Stereoscopic 3D (S3D) displays are enjoying a huge surge in popularity. In addition to entertainment, they have become common in a range of specialist applications that includes operation of remote devices, medical imaging, scientific visualisation, surgery and surgical training, design, and virtual prototyping. There have been significant technological developments— the red-green glasses are long gone—but some fundamental problems remain. Specifically, S3D can induce significant discomfort and fatigue and give rise to unwanted distortions in-depth perception.

As S3D viewing goes from an occasional to a routine activity, and more of us become users of the technology, there is a pressing need to better understand how our visual system interacts with S3D media. An EPSRC-funded project in Simon Watt’s lab has investigated this issue. In the real world, when we move our eyes to look at near and far objects (vergence), muscles in the eye also change the shape of the lens (accommodation), to focus at the same distance. In S3D viewing, however, we have to look at ‘objects’ that can be in-front-of or behind the screen, while remaining focused at the screen surface (see picture). This ‘decoupling’ is a key cause of problems, and the researchers have constructed a novel display (initially developed with researchers in the United States) designed to address this by simulating a continuous range of focal distances, as experienced in the real world, using a small number of discrete focal planes.

The researchers have carried out extensive experiments to develop and evaluate this approach, including measuring eye movements and the focusing response of the eye. The results have provided information on how to build improved S3D displays, and produce effective S3D content. This has resulted in invited talks/workshops not only for specialists in the S3D industry, but also at more general display-industry venues, and international standards-setting bodies (the Society for Motion Picture and Television Engineers, or SMPTE).

This research also has a significant basic science component, and the results have provided new insights into the mechanisms underlying how our eyes focus.

Example of published work from this project:

Journal of Vision

Paralinguistic cues and social interaction

Social interactions involve more than "just" speech. Similarly important is a, perhaps more primitive, non-linguistic mode of communication. While what we say is usually carefully and consciously controlled, how we say things, i.e. the sound of our voice when we speak, is not. The sound of our voice may therefore be seen as a much more "honest" signal.  The researchers are interested in the effects of these paralinguistic cues on social interaction and how these are processed in the brain. One such signal is vocal attractiveness, which is known to influence the speaker's success at job applications, elections or short-term sexual relations. In a series of experiments we were interested in what makes a voice attractive.

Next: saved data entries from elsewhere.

// Route exports
pub mod commands;

use actix_web::web;

pub fn configure_routes(cfg: &mut web::ServiceConfig) {
    cfg.service(web::scope("/api/v1").configure(commands::configure));
}
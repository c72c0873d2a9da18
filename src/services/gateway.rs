use async_trait::async_trait;
use thiserror::Error;

/// Errors from the host-platform collaborators
#[derive(Debug, Error)]
pub enum GatewayError {
    #[error("HTTP request failed: {0}")]
    Request(#[from] reqwest::Error),

    #[error("platform API returned error: {0}")]
    Api(String),

    #[error("user unreachable: {0}")]
    Unreachable(String),

    #[error("invalid response format: {0}")]
    InvalidResponse(String),
}

/// Creates and tears down private spaces on the host chat platform
///
/// Creation failure makes the matchmaker roll back match formation;
/// destroy failures are logged and never block a ledger mutation.
#[async_trait]
pub trait ChannelProvisioner: Send + Sync {
    /// Provision a private space for the given participants, returning an
    /// opaque channel reference
    async fn create_private_space(
        &self,
        participant_ids: &[String],
    ) -> Result<String, GatewayError>;

    /// Tear down a previously provisioned space
    async fn destroy(&self, channel_ref: &str) -> Result<(), GatewayError>;
}

/// Delivers direct messages to users
///
/// Failures are cosmetic: the matchmaker logs and swallows them.
#[async_trait]
pub trait NotificationGateway: Send + Sync {
    async fn send(&self, user_id: &str, text: &str) -> Result<(), GatewayError>;
}
// Integration tests for Blindmatch: full matchmaker flows against the
// in-memory store with a stubbed host platform.

use async_trait::async_trait;
use blindmatch::core::{MatchError, MatchOutcome};
use blindmatch::services::GatewayError;
use blindmatch::{ChannelProvisioner, MatchMaker, MatchmakingStore, NotificationGateway};
use std::sync::atomic::{AtomicBool, AtomicUsize, Ordering};
use std::sync::{Arc, Mutex};

/// Stub platform: hands out sequential channel refs and records every
/// notification; provisioning can be switched to fail.
struct StubPlatform {
    fail_provisioning: AtomicBool,
    next_channel: AtomicUsize,
    destroyed: Mutex<Vec<String>>,
    sent: Mutex<Vec<(String, String)>>,
}

impl StubPlatform {
    fn new() -> Arc<Self> {
        Arc::new(Self {
            fail_provisioning: AtomicBool::new(false),
            next_channel: AtomicUsize::new(1),
            destroyed: Mutex::new(Vec::new()),
            sent: Mutex::new(Vec::new()),
        })
    }

    fn sent_to(&self, user_id: &str) -> usize {
        self.sent
            .lock()
            .unwrap()
            .iter()
            .filter(|(id, _)| id == user_id)
            .count()
    }
}

#[async_trait]
impl ChannelProvisioner for StubPlatform {
    async fn create_private_space(
        &self,
        _participant_ids: &[String],
    ) -> Result<String, GatewayError> {
        if self.fail_provisioning.load(Ordering::SeqCst) {
            return Err(GatewayError::Api("provisioning unavailable".to_string()));
        }
        let n = self.next_channel.fetch_add(1, Ordering::SeqCst);
        Ok(format!("chan-{}", n))
    }

    async fn destroy(&self, channel_ref: &str) -> Result<(), GatewayError> {
        self.destroyed.lock().unwrap().push(channel_ref.to_string());
        Ok(())
    }
}

#[async_trait]
impl NotificationGateway for StubPlatform {
    async fn send(&self, user_id: &str, text: &str) -> Result<(), GatewayError> {
        self.sent
            .lock()
            .unwrap()
            .push((user_id.to_string(), text.to_string()));
        Ok(())
    }
}

fn setup() -> (MatchMaker, Arc<MatchmakingStore>, Arc<StubPlatform>) {
    let platform = StubPlatform::new();
    let store = Arc::new(MatchmakingStore::new());
    let maker = MatchMaker::new(store.clone(), platform.clone(), platform.clone());
    (maker, store, platform)
}

async fn register(maker: &MatchMaker, id: &str, gender: &str, prefs: &str) {
    let tokens: Vec<String> = prefs.split(',').map(|t| t.trim().to_string()).collect();
    maker
        .register(id, &format!("User {}", id), 25, gender, &tokens, "bio")
        .await
        .unwrap();
}

#[tokio::test]
async fn test_scenario_a_queues_then_b_pairs() {
    let (maker, store, platform) = setup();
    register(&maker, "a", "Male", "Female").await;
    register(&maker, "b", "Female", "Male").await;

    assert!(matches!(
        maker.attempt_match("a").await.unwrap(),
        MatchOutcome::Queued
    ));

    let outcome = maker.attempt_match("b").await.unwrap();
    let MatchOutcome::Matched {
        partner_id,
        channel_ref,
    } = outcome
    else {
        panic!("expected a match");
    };
    assert_eq!(partner_id, "a");
    assert!(!channel_ref.is_empty());

    // A match with {a, b} exists, the queue is empty, both were notified
    let record = store.current_match("a").unwrap();
    assert!(record.involves("a") && record.involves("b"));
    assert_eq!(store.queue_len(), 0);
    assert_eq!(platform.sent_to("a"), 1);
    assert_eq!(platform.sent_to("b"), 1);
}

#[tokio::test]
async fn test_scenario_reject_then_third_party() {
    let (maker, store, _platform) = setup();
    register(&maker, "a", "Male", "Female").await;
    register(&maker, "b", "Female", "Male").await;

    maker.attempt_match("a").await.unwrap();
    maker.attempt_match("b").await.unwrap();

    maker.reject("a").await.unwrap();
    assert!(store.current_match("a").is_none());
    assert!(store.is_rejected_pair("a", "b"));

    // Both re-register and try again: no pairing between a and b
    register(&maker, "a", "Male", "Female").await;
    register(&maker, "b", "Female", "Male").await;
    assert!(matches!(
        maker.attempt_match("a").await.unwrap(),
        MatchOutcome::Queued
    ));
    assert!(matches!(
        maker.attempt_match("b").await.unwrap(),
        MatchOutcome::Queued
    ));
    assert_eq!(store.match_count(), 0);

    // Pairing a with a third compatible user c succeeds normally
    register(&maker, "c", "Female", "Male").await;
    let outcome = maker.attempt_match("c").await.unwrap();
    let MatchOutcome::Matched { partner_id, .. } = outcome else {
        panic!("expected c to match");
    };
    assert_eq!(partner_id, "a");
}

#[tokio::test]
async fn test_unmatch_round_trip_can_repair() {
    let (maker, store, platform) = setup();
    register(&maker, "a", "Male", "Female").await;
    register(&maker, "b", "Female", "Male").await;

    maker.attempt_match("a").await.unwrap();
    maker.attempt_match("b").await.unwrap();
    let first_channel = store.current_match("a").unwrap().channel_ref;

    maker.unmatch("a").await.unwrap();
    assert!(store.current_match("a").is_none());
    assert!(!store.is_rejected_pair("a", "b"));
    assert!(platform
        .destroyed
        .lock()
        .unwrap()
        .contains(&first_channel));

    // Former partners can find each other again
    maker.attempt_match("b").await.unwrap();
    let outcome = maker.attempt_match("a").await.unwrap();
    let MatchOutcome::Matched { partner_id, .. } = outcome else {
        panic!("expected re-pairing");
    };
    assert_eq!(partner_id, "b");
}

#[tokio::test]
async fn test_confirm_date_is_terminal_without_penalty() {
    let (maker, store, platform) = setup();
    register(&maker, "a", "Male", "Female").await;
    register(&maker, "b", "Female", "Male").await;

    maker.attempt_match("a").await.unwrap();
    maker.attempt_match("b").await.unwrap();

    let closed = maker.confirm_date("b").await.unwrap();
    assert_eq!(closed.partner_id, "a");
    assert!(store.current_match("a").is_none());
    assert!(!store.is_rejected_pair("a", "b"));
    // Match DM + congratulations DM for each user
    assert_eq!(platform.sent_to("a"), 2);
    assert_eq!(platform.sent_to("b"), 2);

    assert!(matches!(
        maker.confirm_date("a").await.unwrap_err(),
        MatchError::NotMatched
    ));
}

#[tokio::test]
async fn test_provisioning_failure_reports_transient_and_restores_queue() {
    let (maker, store, platform) = setup();
    register(&maker, "a", "Male", "Female").await;
    register(&maker, "b", "Female", "Male").await;

    maker.attempt_match("a").await.unwrap();
    platform.fail_provisioning.store(true, Ordering::SeqCst);

    let err = maker.attempt_match("b").await.unwrap_err();
    assert!(matches!(err, MatchError::ChannelProvisioning(_)));
    assert_eq!(store.match_count(), 0);
    assert_eq!(store.queue_len(), 2);
    // No one was told they matched
    assert_eq!(platform.sent_to("a"), 0);
    assert_eq!(platform.sent_to("b"), 0);
}

#[tokio::test]
async fn test_invalid_gender_and_preferences_reject_registration() {
    let (maker, store, _platform) = setup();

    let err = maker
        .register("a", "A", 25, "robot", &["Female".to_string()], "")
        .await
        .unwrap_err();
    assert!(err.to_string().contains("robot"));

    let err = maker
        .register(
            "a",
            "A",
            25,
            "Female",
            &["Male".to_string(), "robot".to_string()],
            "",
        )
        .await
        .unwrap_err();
    assert!(err.to_string().contains("robot"));

    // Nothing was stored
    assert!(store.profile("a").is_none());
}

#[tokio::test]
async fn test_reregistration_overwrites_profile() {
    let (maker, store, _platform) = setup();
    register(&maker, "a", "Male", "Female").await;

    let registration = maker
        .register("a", "New Name", 26, "trans-male", &["All".to_string()], "new bio")
        .await
        .unwrap();
    assert!(registration.updated);

    let profile = store.profile("a").unwrap();
    assert_eq!(profile.name, "New Name");
    assert_eq!(profile.age, 26);
    assert_eq!(profile.gender, blindmatch::Gender::TransM);
    assert_eq!(profile.preferences, blindmatch::PreferenceSet::Any);
}

#[tokio::test]
async fn test_queue_refresh_on_reregistration_pairs_immediately() {
    let (maker, store, _platform) = setup();
    register(&maker, "a", "Male", "Female").await;
    register(&maker, "b", "Male", "Female").await;

    // Both queue, incompatible with each other
    maker.attempt_match("a").await.unwrap();
    maker.attempt_match("b").await.unwrap();
    assert_eq!(store.queue_len(), 2);

    // b's update makes the pair compatible; matching re-runs on the
    // refreshed entry without an explicit find-match call
    let registration = maker
        .register("b", "User b", 25, "Female", &["Male".to_string()], "bio")
        .await
        .unwrap();

    assert!(matches!(
        registration.paired,
        Some(MatchOutcome::Matched { .. })
    ));
    assert_eq!(store.queue_len(), 0);
    assert_eq!(store.match_count(), 1);
}

#[tokio::test]
async fn test_leave_queue_reports_not_queued_after_consumption() {
    let (maker, _store, _platform) = setup();
    register(&maker, "a", "Male", "Female").await;
    register(&maker, "b", "Female", "Male").await;

    maker.attempt_match("a").await.unwrap();
    // b's attempt consumes a's entry
    maker.attempt_match("b").await.unwrap();

    // a's leave-queue must not silently no-op
    assert!(matches!(
        maker.leave_queue("a").unwrap_err(),
        MatchError::NotQueued
    ));
}

#[tokio::test]
async fn test_match_info_snapshot() {
    let (maker, _store, _platform) = setup();
    register(&maker, "a", "Male", "Female").await;
    register(&maker, "b", "Female", "Male").await;

    maker.attempt_match("a").await.unwrap();
    maker.attempt_match("b").await.unwrap();

    let (partner, record) = maker.match_info("b").unwrap();
    assert_eq!(partner.user_id, "a");
    assert_eq!(partner.name, "User a");
    assert_eq!(record.partner_of("b"), Some("a"));
}

#[tokio::test]
async fn test_wildcard_preference_matches_any_gender() {
    let (maker, _store, _platform) = setup();
    register(&maker, "a", "NonBinary", "All").await;
    register(&maker, "b", "TransF", "All").await;

    maker.attempt_match("a").await.unwrap();
    let outcome = maker.attempt_match("b").await.unwrap();
    assert!(matches!(outcome, MatchOutcome::Matched { .. }));
}
//! Blindmatch - Matchmaking core for a blind-dating service
//!
//! This library implements the matchmaking state machine behind a
//! blind-dating bot: profile validation and normalization, the waiting
//! queue, the compatibility search, and the relationship ledger (active
//! matches plus the permanent rejection blocklist). Channel provisioning
//! and direct messages are external collaborators behind trait seams.

pub mod config;
pub mod core;
pub mod models;
pub mod routes;
pub mod services;

// Re-export commonly used types
pub use crate::core::{MatchError, MatchMaker, MatchOutcome, RegistrationError};
pub use crate::models::{ActiveMatch, Gender, PreferenceSet, Profile, QueueEntry};
pub use crate::services::{ChannelProvisioner, MatchmakingStore, NotificationGateway};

Dr. Patricia Bestlemeyer and colleagues found that the voices which were perceived as more attractive tended to be more similar to an average voice composite in terms of its formant frequencies and sound "smoother".

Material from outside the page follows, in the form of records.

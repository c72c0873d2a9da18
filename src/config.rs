use config::{Config, ConfigError, Environment, File};
use serde::Deserialize;
use std::path::Path;

/// Application configuration
///
/// Every field has a default so the service boots with no config file;
/// the platform token is the only thing a deployment must provide.
#[derive(Debug, Clone, Deserialize)]
pub struct Settings {
    #[serde(default)]
    pub server: ServerSettings,
    #[serde(default)]
    pub platform: PlatformSettings,
    #[serde(default)]
    pub logging: LoggingSettings,
}

#[derive(Debug, Clone, Deserialize)]
pub struct ServerSettings {
    #[serde(default = "default_host")]
    pub host: String,
    #[serde(default = "default_port")]
    pub port: u16,
    pub workers: Option<usize>,
}

impl Default for ServerSettings {
    fn default() -> Self {
        Self {
            host: default_host(),
            port: default_port(),
            workers: None,
        }
    }
}

fn default_host() -> String {
    "0.0.0.0".to_string()
}
fn default_port() -> u16 {
    8080
}

/// Host chat-platform API settings
#[derive(Debug, Clone, Deserialize)]
pub struct PlatformSettings {
    #[serde(default = "default_platform_endpoint")]
    pub endpoint: String,
    #[serde(default)]
    pub api_token: String,
    /// Parent space (category) for provisioned private channels
    #[serde(default)]
    pub space_parent: Option<String>,
}

impl Default for PlatformSettings {
    fn default() -> Self {
        Self {
            endpoint: default_platform_endpoint(),
            api_token: String::new(),
            space_parent: None,
        }
    }
}

fn default_platform_endpoint() -> String {
    "http://localhost:9090/api".to_string()
}

#[derive(Debug, Clone, Deserialize)]
pub struct LoggingSettings {
    #[serde(default = "default_log_level")]
    pub level: String,
    #[serde(default = "default_log_format")]
    pub format: String,
}

impl Default for LoggingSettings {
    fn default() -> Self {
        Self {
            level: default_log_level(),
            format: default_log_format(),
        }
    }
}

fn default_log_level() -> String {
    "info".to_string()
}
fn default_log_format() -> String {
    "json".to_string()
}

impl Settings {
    /// Load configuration from file and environment variables
    ///
    /// Configuration is loaded in the following order (later overrides earlier):
    /// 1. Default values in the struct
    /// 2. Configuration file (config/default.toml)
    /// 3. Local overrides (config/local.toml)
    /// 4. Environment variables (prefixed with BLINDMATCH_)
    pub fn load() -> Result<Self, ConfigError> {
        let settings = Config::builder()
            .add_source(File::with_name("config/default").required(false))
            .add_source(File::with_name("config/local").required(false))
            // e.g. BLINDMATCH_SERVER__PORT -> server.port
            .add_source(
                Environment::with_prefix("BLINDMATCH")
                    .prefix_separator("_")
                    .separator("__")
                    .try_parsing(true),
            )
            .build()?;

        settings.try_deserialize()
    }

    /// Load configuration from a custom path
    pub fn load_from<P: AsRef<Path>>(path: P) -> Result<Self, ConfigError> {
        let settings = Config::builder()
            .add_source(File::from(path.as_ref()))
            .add_source(
                Environment::with_prefix("BLINDMATCH")
                    .prefix_separator("_")
                    .separator("__")
                    .try_parsing(true),
            )
            .build()?;

        settings.try_deserialize()
    }
}
use crate::services::gateway::{ChannelProvisioner, GatewayError, NotificationGateway};
use async_trait::async_trait;
use serde_json::Value;
use std::time::Duration;

/// HTTP client for the host chat platform
///
/// Implements both gateway contracts against the platform's REST API:
/// - Creating/deleting private spaces for matched pairs
/// - Delivering direct messages
pub struct PlatformClient {
    base_url: String,
    api_token: String,
    /// Parent space (category) under which private channels are created
    space_parent: Option<String>,
    client: reqwest::Client,
}

impl PlatformClient {
    pub fn new(
        base_url: String,
        api_token: String,
        space_parent: Option<String>,
    ) -> Result<Self, GatewayError> {
        let client = reqwest::Client::builder()
            .timeout(Duration::from_secs(30))
            .build()?;

        Ok(Self {
            base_url,
            api_token,
            space_parent,
            client,
        })
    }

    fn url(&self, path: &str) -> String {
        format!("{}/{}", self.base_url.trim_end_matches('/'), path)
    }
}

#[async_trait]
impl ChannelProvisioner for PlatformClient {
    async fn create_private_space(
        &self,
        participant_ids: &[String],
    ) -> Result<String, GatewayError> {
        let name = format!("blind-date-{}", participant_ids.join("-"));
        let payload = serde_json::json!({
            "name": name,
            "parent": self.space_parent,
            "participantIds": participant_ids,
        });

        tracing::debug!("Creating private space for {:?}", participant_ids);

        let response = self
            .client
            .post(self.url("spaces"))
            .bearer_auth(&self.api_token)
            .json(&payload)
            .send()
            .await?;

        if !response.status().is_success() {
            return Err(GatewayError::Api(format!(
                "Failed to create private space: {}",
                response.status()
            )));
        }

        let json: Value = response.json().await?;
        json.get("id")
            .and_then(|id| id.as_str())
            .map(|id| id.to_string())
            .ok_or_else(|| GatewayError::InvalidResponse("Missing space id".into()))
    }

    async fn destroy(&self, channel_ref: &str) -> Result<(), GatewayError> {
        let encoded = urlencoding::encode(channel_ref);
        let response = self
            .client
            .delete(self.url(&format!("spaces/{}", encoded)))
            .bearer_auth(&self.api_token)
            .send()
            .await?;

        if !response.status().is_success() {
            return Err(GatewayError::Api(format!(
                "Failed to destroy space {}: {}",
                channel_ref,
                response.status()
            )));
        }

        tracing::debug!("Destroyed private space {}", channel_ref);
        Ok(())
    }
}

#[async_trait]
impl NotificationGateway for PlatformClient {
    async fn send(&self, user_id: &str, text: &str) -> Result<(), GatewayError> {
        let encoded = urlencoding::encode(user_id);
        let payload = serde_json::json!({ "content": text });

        let response = self
            .client
            .post(self.url(&format!("users/{}/messages", encoded)))
            .bearer_auth(&self.api_token)
            .json(&payload)
            .send()
            .await?;

        // Users can disable direct messages; the platform reports 403
        if response.status() == reqwest::StatusCode::FORBIDDEN {
            return Err(GatewayError::Unreachable(user_id.to_string()));
        }

        if !response.status().is_success() {
            return Err(GatewayError::Api(format!(
                "Failed to send message to {}: {}",
                user_id,
                response.status()
            )));
        }

        Ok(())
    }
}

Next, she measured brain activity while participants listened to the same vocal sounds ("ah") and performed an unrelated task. Activity in voice-sensitive auditory cortex and inferior frontal regions were strongly correlated with implicitly perceived vocal attractiveness. While the involvement of auditory areas reflected the processing of acoustic contributors to vocal attractiveness (e.g. frequency composition and smoothness), activity in inferior prefrontal regions (traditionally involved in speech) reflected the overall perceived attractiveness of the voices despite their lack of linguistic content. Dr. Bestlemeyer's results provide an objective measure of the influence of hidden non-linguistic aspects of communication signals on cerebral activity.